You are viewing a plain text version of this content. The canonical link for it is here.
Posted to user@cassandra.apache.org by anil_ah <an...@yahoo.co.in> on 2016/03/02 02:11:53 UTC

DATA replication from Oracle DB to Cassandra

    
Hi    I want to run spark job to do incremental sync from oracle to cassandra,job interval could be one minute.we are looking for a real time replication with latency of 1 or 2 min.
Please advise  what would be best Approch
1)oracle db->spark sql ->spark->cassandra.2)oracle db ->sqoop->cassandra 
Please advise which option is good in term of scalable,incremental etc
Regards Anil


Sent from my Samsung device

Re: DATA replication from Oracle DB to Cassandra

Posted by Hannu Kröger <hk...@gmail.com>.
Hi,

I have implemented once one way replication from a RDBMS to Cassandra using triggers in the source database side. If you timestamp the changes from the source, it’s possible to timestamp them on the cassandra side as well and that takes care of a lot of ordering of the changes. Assuming that your data model doesn’t change too much.

In practise:
- Triggers push change events to a commit log and that is pushed to a queue
- Readers on Cassandra side reads to events from the queue and write them in cassandra with the timestamp from the change event
- Cassandra handles ordering of change events

Using timestamps you can resend changes, read in events in any order, etc. If you screw up the replication somehow (we did many times), it was easy to just create a dump on the source and load that in again with timestamps so that the system was running all the time.

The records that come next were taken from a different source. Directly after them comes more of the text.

//! The compiled query-plan tree consumed by SQL generators.

mod expression;
mod statement;
mod types;

pub use expression::{BinaryOp, Expr, FunctionCall, Literal, UnaryOp};
pub use statement::{
    JoinClause, JoinType, OrderBy, OrderDirection, SelectColumn, SelectStatement, TableRef,
};
pub use types::{ColumnDef, DataType, SqlType};
//! # quarry-sql-oracle
//!
//! Oracle-specific SQL generation for `quarry-sql-core`.
//!
//! # How Oracle differs from other dialects
//!
//! - **Row limiting**: 12c and later support `OFFSET .. ROWS` and
//!   `FETCH FIRST/NEXT .. ROWS ONLY`. Before that the only primitive
//!   is the `rownum` pseudo-column, which is assigned in scan order
//!   *before* `ORDER BY` and cannot be filtered under its own alias
//!   in the same SELECT — paging on the legacy dialect therefore
//!   rewrites the statement into nested ranked subqueries.
//! - **Bitwise operators**: no infix `&`/`|`; `BITAND` is the only
//!   built-in, so OR is derived from it arithmetically.
//! - **Modulo**: `MOD(a, b)`, not an infix operator.
//! - **Empty strings**: `''` is stored as NULL, so comparisons and
//!   string searches against empty strings desugar to NULL tests.
//! - **Booleans**: no boolean column type; `NUMBER(1)` stands in and
//!   ambiguous boolean projections need an explicit cast.
//! - **Table-less selects**: a FROM clause is mandatory; the
//!   single-row `DUAL` table fills in.
//! - **Aliases**: `AS` is rejected before table aliases, every
//!   inlined subquery from raw SQL must be aliased, and identifiers
//!   are capped at 30 bytes.
//! - **Lateral joins**: spelled `CROSS APPLY`.
//!
//! # Example
//!
//! ```rust
//! use quarry_sql_core::ast::{Expr, SelectStatement, TableRef};
//! use quarry_sql_core::value::ParameterValues;
//! use quarry_sql_oracle::{OracleCompatibility, OracleOptions, OracleSqlGenerator};
//!
//! let stmt = SelectStatement::new()
//!     .column(Expr::column("id"))
//!     .from(TableRef::table("orders"))
//!     .take(Expr::integer(3));
//!
//! let generator = OracleSqlGenerator::new(&OracleOptions::new(OracleCompatibility::Modern));
//! let sql = generator.generate(&stmt, &ParameterValues::new()).unwrap();
//!
//! assert_eq!(sql.text, "SELECT \"id\"\nFROM \"orders\"\nFETCH FIRST 3 ROWS ONLY");
//! ```

mod dialect;
mod generator;
pub mod migration;
mod options;
mod rownum;
pub mod types;

pub use dialect::{OracleDialect, MAX_IDENTIFIER_LENGTH};
pub use generator::OracleHooks;
pub use options::{OracleCompatibility, OracleConfigError, OracleOptions};

use quarry_sql_core::ast::SelectStatement;
use quarry_sql_core::generator::{GeneratedSql, Generation};
use quarry_sql_core::value::ParameterValues;

/// Per-data-source SQL generator for Oracle.
///
/// The compatibility tag is captured once at construction — the same
/// place configuration validates it — and decides, for every
/// generation call, whether the legacy `rownum` paging path or the
/// modern native syntax runs. The generator itself is stateless
/// across calls: each call owns a fresh [`Generation`] with its own
/// buffer and counters, so one instance may serve concurrent calls
/// from multiple threads.
#[derive(Debug, Clone, Copy)]
pub struct OracleSqlGenerator {
    dialect: OracleDialect,
    hooks: OracleHooks,
    compatibility: OracleCompatibility,
}

impl OracleSqlGenerator {
    /// Creates a generator for a configured data source.
    #[must_use]
    pub const fn new(options: &OracleOptions) -> Self {
        Self {
            dialect: OracleDialect::new(),
            hooks: OracleHooks::new(options.compatibility),
            compatibility: options.compatibility,
        }
    }

    /// Creates a generator from the string-coded compatibility tag.
    ///
    /// # Errors
    ///
    /// Returns a configuration error when the tag is not one of the
    /// two accepted values; nothing is generated in that case.
    pub fn from_compatibility_tag(tag: &str) -> Result<Self, OracleConfigError> {
        let compatibility: OracleCompatibility = tag.parse()?;
        Ok(Self::new(&OracleOptions::new(compatibility)))
    }

    /// The compatibility level this generator targets.
    #[must_use]
    pub const fn compatibility(&self) -> OracleCompatibility {
        self.compatibility
    }

    /// Generates the SQL text and bound-parameter list for one
    /// compiled statement tree.
    ///
    /// # Errors
    ///
    /// Propagates any generation failure unchanged; on failure no SQL
    /// text is returned and other in-flight generations are
    /// unaffected.
    pub fn generate(
        &self,
        stmt: &SelectStatement,
        params: &ParameterValues,
    ) -> quarry_sql_core::Result<GeneratedSql> {
        let sql = Generation::new(&self.dialect, &self.hooks, params).generate(stmt)?;
        tracing::debug!(
            compatibility = %self.compatibility,
            bytes = sql.text.len(),
            params = sql.params.len(),
            "generated SQL"
        );
        Ok(sql)
    }
}
//! Static result types and store data types for the query plan.

use core::fmt;

/// The static (semantic) result type of a plan expression.
///
/// Every expression node in a compiled plan resolves to one of these.
/// Dialects consult it to decide type-sensitive rewrites (for example
/// wrapping decimal aggregates, or coercing boolean projections on
/// engines without a native boolean type).
#[derive(Debug, Clone, Copy, PartialEq, Eq, Default)]
pub enum SqlType {
    /// Boolean.
    Boolean,
    /// Any integer width.
    Integer,
    /// Fixed-point decimal.
    Decimal,
    /// Floating point.
    Float,
    /// Character data.
    Text,
    /// Binary data.
    Binary,
    /// Date without time.
    Date,
    /// Date and time.
    Timestamp,
    /// Not statically known.
    #[default]
    Unknown,
}

/// SQL store data types, as they appear in CAST targets and DDL.
#[derive(Debug, Clone, PartialEq, Eq)]
pub enum DataType {
    /// Small integer (2 bytes).
    Smallint,
    /// Integer (4 bytes).
    Integer,
    /// Big integer (8 bytes).
    Bigint,
    /// Real (4-byte float).
    Real,
    /// Double precision (8-byte float).
    Double,
    /// Decimal with precision and scale.
    Decimal {
        /// Total number of digits.
        precision: Option<u16>,
        /// Number of digits after decimal point.
        scale: Option<u16>,
    },
    /// Fixed-length character string.
    Char(Option<u32>),
    /// Variable-length character string.
    Varchar(Option<u32>),
    /// Text (variable length, no limit).
    Text,
    /// Binary large object.
    Blob,
    /// Variable-length binary.
    Varbinary(Option<u32>),
    /// Date.
    Date,
    /// Timestamp.
    Timestamp,
    /// Boolean.
    Boolean,
    /// Custom type (for database-specific types).
    Custom(String),
}

impl DataType {
    /// Returns the generic SQL representation of the data type.
    ///
    /// Dialects with their own type names map this through their type
    /// mapper instead.
    #[must_use]
    pub fn to_sql(&self) -> String {
        match self {
            Self::Smallint => String::from("SMALLINT"),
            Self::Integer => String::from("INTEGER"),
            Self::Bigint => String::from("BIGINT"),
            Self::Real => String::from("REAL"),
            Self::Double => String::from("DOUBLE"),
            Self::Decimal { precision, scale } => match (precision, scale) {
                (Some(p), Some(s)) => format!("DECIMAL({p}, {s})"),
                (Some(p), None) => format!("DECIMAL({p})"),
                _ => String::from("DECIMAL"),
            },
            Self::Char(len) => match len {
                Some(n) => format!("CHAR({n})"),
                None => String::from("CHAR"),
            },
            Self::Varchar(len) => match len {
                Some(n) => format!("VARCHAR({n})"),
                None => String::from("VARCHAR"),
            },
            Self::Text => String::from("TEXT"),
            Self::Blob => String::from("BLOB"),
            Self::Varbinary(len) => match len {
                Some(n) => format!("VARBINARY({n})"),
                None => String::from("VARBINARY"),
            },
            Self::Date => String::from("DATE"),
            Self::Timestamp => String::from("TIMESTAMP"),
            Self::Boolean => String::from("BOOLEAN"),
            Self::Custom(name) => name.clone(),
        }
    }

    /// Returns the semantic type this store type resolves to.
    #[must_use]
    pub const fn semantic_type(&self) -> SqlType {
        match self {
            Self::Smallint | Self::Integer | Self::Bigint => SqlType::Integer,
            Self::Real | Self::Double => SqlType::Float,
            Self::Decimal { .. } => SqlType::Decimal,
            Self::Char(_) | Self::Varchar(_) | Self::Text => SqlType::Text,
            Self::Blob | Self::Varbinary(_) => SqlType::Binary,
            Self::Date => SqlType::Date,
            Self::Timestamp => SqlType::Timestamp,
            Self::Boolean => SqlType::Boolean,
            Self::Custom(_) => SqlType::Unknown,
        }
    }
}

impl fmt::Display for DataType {
    fn fmt(&self, f: &mut fmt::Formatter<'_>) -> fmt::Result {
        f.write_str(&self.to_sql())
    }
}

/// A column definition for CREATE TABLE templating.
#[derive(Debug, Clone, PartialEq)]
pub struct ColumnDef {
    /// Column name.
    pub name: String,
    /// Data type.
    pub data_type: DataType,
    /// Whether the column is nullable.
    pub nullable: bool,
    /// Whether this is a primary key.
    pub primary_key: bool,
    /// Whether this column's value is generated by the store.
    pub generated: bool,
}

impl ColumnDef {
    /// Creates a new nullable column definition.
    #[must_use]
    pub fn new(name: impl Into<String>, data_type: DataType) -> Self {
        Self {
            name: name.into(),
            data_type,
            nullable: true,
            primary_key: false,
            generated: false,
        }
    }

    /// Sets the column as NOT NULL.
    #[must_use]
    pub const fn not_null(mut self) -> Self {
        self.nullable = false;
        self
    }

    /// Sets the column as PRIMARY KEY.
    ///
    /// Primary keys are implicitly NOT NULL.
    #[must_use]
    pub const fn primary_key(mut self) -> Self {
        self.primary_key = true;
        self.nullable = false;
        self
    }

    /// Marks the column's value as store-generated.
    #[must_use]
    pub const fn generated(mut self) -> Self {
        self.generated = true;
        self
    }
}

#[cfg(test)]
mod tests {
    use super::*;

    #[test]
    fn test_data_type_to_sql() {
        assert_eq!(DataType::Integer.to_sql(), "INTEGER");
        assert_eq!(
            DataType::Decimal {
                precision: Some(10),
                scale: Some(2)
            }
            .to_sql(),
            "DECIMAL(10, 2)"
        );
        assert_eq!(DataType::Varchar(Some(255)).to_sql(), "VARCHAR(255)");
    }

    #[test]
    fn test_semantic_type() {
        assert_eq!(DataType::Bigint.semantic_type(), SqlType::Integer);
        assert_eq!(
            DataType::Decimal {
                precision: None,
                scale: None
            }
            .semantic_type(),
            SqlType::Decimal
        );
        assert_eq!(DataType::Boolean.semantic_type(), SqlType::Boolean);
    }

    #[test]
    fn test_column_def_builder() {
        let col = ColumnDef::new("id", DataType::Bigint).primary_key();
        assert!(col.primary_key);
        assert!(!col.nullable);
    }
}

This way it’s possible to achieve quite low latency (seconds, not minutes) for the replication.

Cheers,
Hannu

> On 02 Mar 2016, at 03:11, anil_ah <an...@yahoo.co.in> wrote:
> 
> Hi 
>    I want to run spark job to do incremental sync from oracle to cassandra,job interval could be one minute.we are looking for a real time replication with latency of 1 or 2 min.
> 
> Please advise  what would be best Approch
> 
> 1)oracle db->spark sql ->spark->cassandra.
> 2)oracle db ->sqoop->cassandra 
> 
> Please advise which option is good in term of scalable,incremental etc
> 
> Regards 
> Anil
> 
> 
> 
> Sent from my Samsung device